Secreted GPNMB enhances uptake of fibrillar alpha-synuclein in a non-cell-autonomous process that can be blocked by anti-GPNMB antibodies.

Glycoprotein nonmetastatic melanoma B (GPNMB), encoded by the target gene (GPNMB) of a Parkinson's disease (PD) risk locus, acts as a secreted factor mediating inflammatory effects in the context of immunity and cancer. In a neurodegenerative disease context, GPNMB is critical to cellular uptake of pathological forms of alpha-synuclein (aSyn), the hallmark disease protein that misfolds and accumulates in PD. Here, we demonstrate that the non-membrane-anchored, extracellular domain of GPNMB, shed into conditioned medium or added as recombinant protein, enables uptake of aSyn fibrils in a non-cell-autonomous manner. In human postmortem brain, GPNMB is widely expressed in neurons and microglia, with increased microglial expression in the setting of neurodegenerative disease. In microglial cell lines and induced pluripotent stem cell-derived microglia (iMicroglia), GPNMB expression and secretion increases with exposure to apoptotic neurons. In the aSyn-fibril seeded model of PD, iMicroglia-derived GPNMB allows for development of aSyn pathology in GPNMB knockout neurons, while conditioned medium from GPNMB knockout iMicroglia lacks this effect. Conversely, treatment with anti-GPNMB antibodies rescues neurons from development of aSyn pathology in this model. Finally, in 1675 human postmortem cases, GPNMB genotypes conferring higher GPNMB expression associate with more widespread aSyn pathology, without affecting beta-amyloid or tau pathology.

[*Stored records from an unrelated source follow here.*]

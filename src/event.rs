// SPDX-License-Identifier: Apache-2.0

//! Epoll-backed event dispatch.
//!
//! Two kinds of loops are built from the same primitive: the process-wide
//! vhost loop (one dedicated thread watching every device's listen or
//! connection socket) and per-request-queue loops driven from caller threads
//! watching vring kick fds.

use std::collections::HashMap;
use std::os::unix::io::{AsRawFd, RawFd};
use std::sync::atomic::{AtomicBool, Ordering};
use std::sync::{Arc, Mutex};
use std::thread;

use lazy_static::lazy_static;
use log::{debug, error, warn};
use vmm_sys_util::eventfd::EventFd;

/// Callbacks attached to one watched file descriptor.
///
/// `readable` runs when the fd has data; `closed` when the peer hung up. A
/// `readable` error is treated as loss of the underlying channel and is
/// followed by a `closed` call. Handlers on one loop run to completion
/// before the next event is dispatched, so a single fd never observes
/// overlapping callbacks.
pub trait EventHandler: Send + Sync {
    fn readable(&self) -> crate::Result<()>;

    fn closed(&self) {}
}

/// Token reserved for the loop's own wakeup eventfd.
const INTERRUPT_TOKEN: u64 = u64::MAX;

pub struct EventLoop {
    epoll_fd: RawFd,
    handlers: Mutex<HashMap<RawFd, Arc<dyn EventHandler>>>,
    interrupt: EventFd,
    exiting: AtomicBool,
}

impl EventLoop {
    pub fn new() -> std::io::Result<Self> {
        let epoll_fd = epoll::create(true)?;
        let interrupt = EventFd::new(libc::EFD_NONBLOCK)?;
        epoll::ctl(
            epoll_fd,
            epoll::ControlOptions::EPOLL_CTL_ADD,
            interrupt.as_raw_fd(),
            epoll::Event::new(epoll::Events::EPOLLIN, INTERRUPT_TOKEN),
        )?;
        Ok(EventLoop {
            epoll_fd,
            handlers: Mutex::new(HashMap::new()),
            interrupt,
            exiting: AtomicBool::new(false),
        })
    }

    /// Start watching `fd`. The handler stays registered until `del_event`.
    pub fn add_event(&self, fd: RawFd, handler: Arc<dyn EventHandler>) -> std::io::Result<()> {
        let mut handlers = self.handlers.lock().unwrap();
        epoll::ctl(
            self.epoll_fd,
            epoll::ControlOptions::EPOLL_CTL_ADD,
            fd,
            epoll::Event::new(epoll::Events::EPOLLIN, fd as u64),
        )?;
        handlers.insert(fd, handler);
        Ok(())
    }

    /// Stop watching `fd`. Safe to call for fds that were never added.
    pub fn del_event(&self, fd: RawFd) {
        let mut handlers = self.handlers.lock().unwrap();
        if handlers.remove(&fd).is_some() {
            let _ = epoll::ctl(
                self.epoll_fd,
                epoll::ControlOptions::EPOLL_CTL_DEL,
                fd,
                epoll::Event::new(epoll::Events::empty(), 0),
            );
        }
    }

    pub fn has_event(&self, fd: RawFd) -> bool {
        self.handlers.lock().unwrap().contains_key(&fd)
    }

    /// Wait for events once and dispatch them. Returns `false` once the loop
    /// has been told to stop.
    pub fn run_once(&self, timeout_ms: i32) -> std::io::Result<bool> {
        const EVENTS_LEN: usize = 32;
        let mut events = vec![epoll::Event::new(epoll::Events::empty(), 0); EVENTS_LEN];

        let num = match epoll::wait(self.epoll_fd, timeout_ms, &mut events[..]) {
            Ok(n) => n,
            // Interrupted waits are retried by the caller's loop.
            Err(ref e) if e.kind() == std::io::ErrorKind::Interrupted => 0,
            Err(e) => return Err(e),
        };

        for event in events.iter().take(num) {
            if event.data == INTERRUPT_TOKEN {
                while self.interrupt.read().is_ok() {}
                continue;
            }

            let fd = event.data as RawFd;
            let handler = match self.handlers.lock().unwrap().get(&fd) {
                Some(h) => Arc::clone(h),
                // Deleted by an earlier handler in this batch.
                None => continue,
            };

            let evset = epoll::Events::from_bits(event.events).unwrap_or(epoll::Events::empty());
            if evset.contains(epoll::Events::EPOLLIN) {
                if let Err(e) = handler.readable() {
                    error!("event handler failed on fd {}: {}", fd, e);
                    handler.closed();
                    continue;
                }
            }
            if evset.intersects(epoll::Events::EPOLLHUP | epoll::Events::EPOLLERR) {
                handler.closed();
            }
        }

        Ok(!self.exiting.load(Ordering::Acquire))
    }

    /// Dispatch events until `stop` is called.
    pub fn run(&self) {
        while !self.exiting.load(Ordering::Acquire) {
            if let Err(e) = self.run_once(-1) {
                error!("event loop wait failed: {}", e);
                break;
            }
        }
        debug!("event loop exiting");
    }

    /// Wake the loop up exactly once.
    pub fn interrupt(&self) {
        if let Err(e) = self.interrupt.write(1) {
            warn!("failed to interrupt event loop: {}", e);
        }
    }

    pub fn stop(&self) {
        self.exiting.store(true, Ordering::Release);
        self.interrupt();
    }
}

impl Drop for EventLoop {
    fn drop(&mut self) {
        unsafe { libc::close(self.epoll_fd) };
    }
}

lazy_static! {
    static ref VHOST_LOOP: EventLoop =
        EventLoop::new().expect("failed to create the vhost event loop");
    static ref VHOST_THREAD: Mutex<Option<thread::JoinHandle<()>>> = Mutex::new(None);
}

/// The loop every device's listen and connection socket is registered with.
pub(crate) fn vhost_loop() -> &'static EventLoop {
    &VHOST_LOOP
}

/// Spawn the vhost event loop thread. Idempotent; must be called before any
/// device is put into server mode.
pub fn start_vhost_event_loop() -> std::io::Result<()> {
    let mut guard = VHOST_THREAD.lock().unwrap();
    if guard.is_some() {
        return Ok(());
    }
    let handle = thread::Builder::new()
        .name("vhost-events".to_string())
        .spawn(|| {
            // Control-plane work yields to request processing.
            unsafe { libc::nice(10) };
            VHOST_LOOP.run();
        })?;
    *guard = Some(handle);
    Ok(())
}

/// Stop the vhost event loop and join its thread. No further protocol
/// messages are serviced afterwards; in-flight handlers complete first.
pub fn stop_vhost_event_loop() {
    VHOST_LOOP.stop();
    if let Some(handle) = VHOST_THREAD.lock().unwrap().take() {
        if handle.join().is_err() {
            error!("vhost event loop thread panicked");
        }
    }
}

/// Wake the vhost event loop once without stopping it.
pub fn interrupt_vhost_event_loop() {
    VHOST_LOOP.interrupt();
}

Taken together, our data suggest a positive feedback model, where neuronal death triggers increased GPNMB expression and secretion by microglia, leading to increased uptake of pathological forms of aSyn by neurons, leading to more neuronal death. Importantly, this cycle can be interrupted by anti-GPNMB antibodies, offering an avenue for therapeutic development.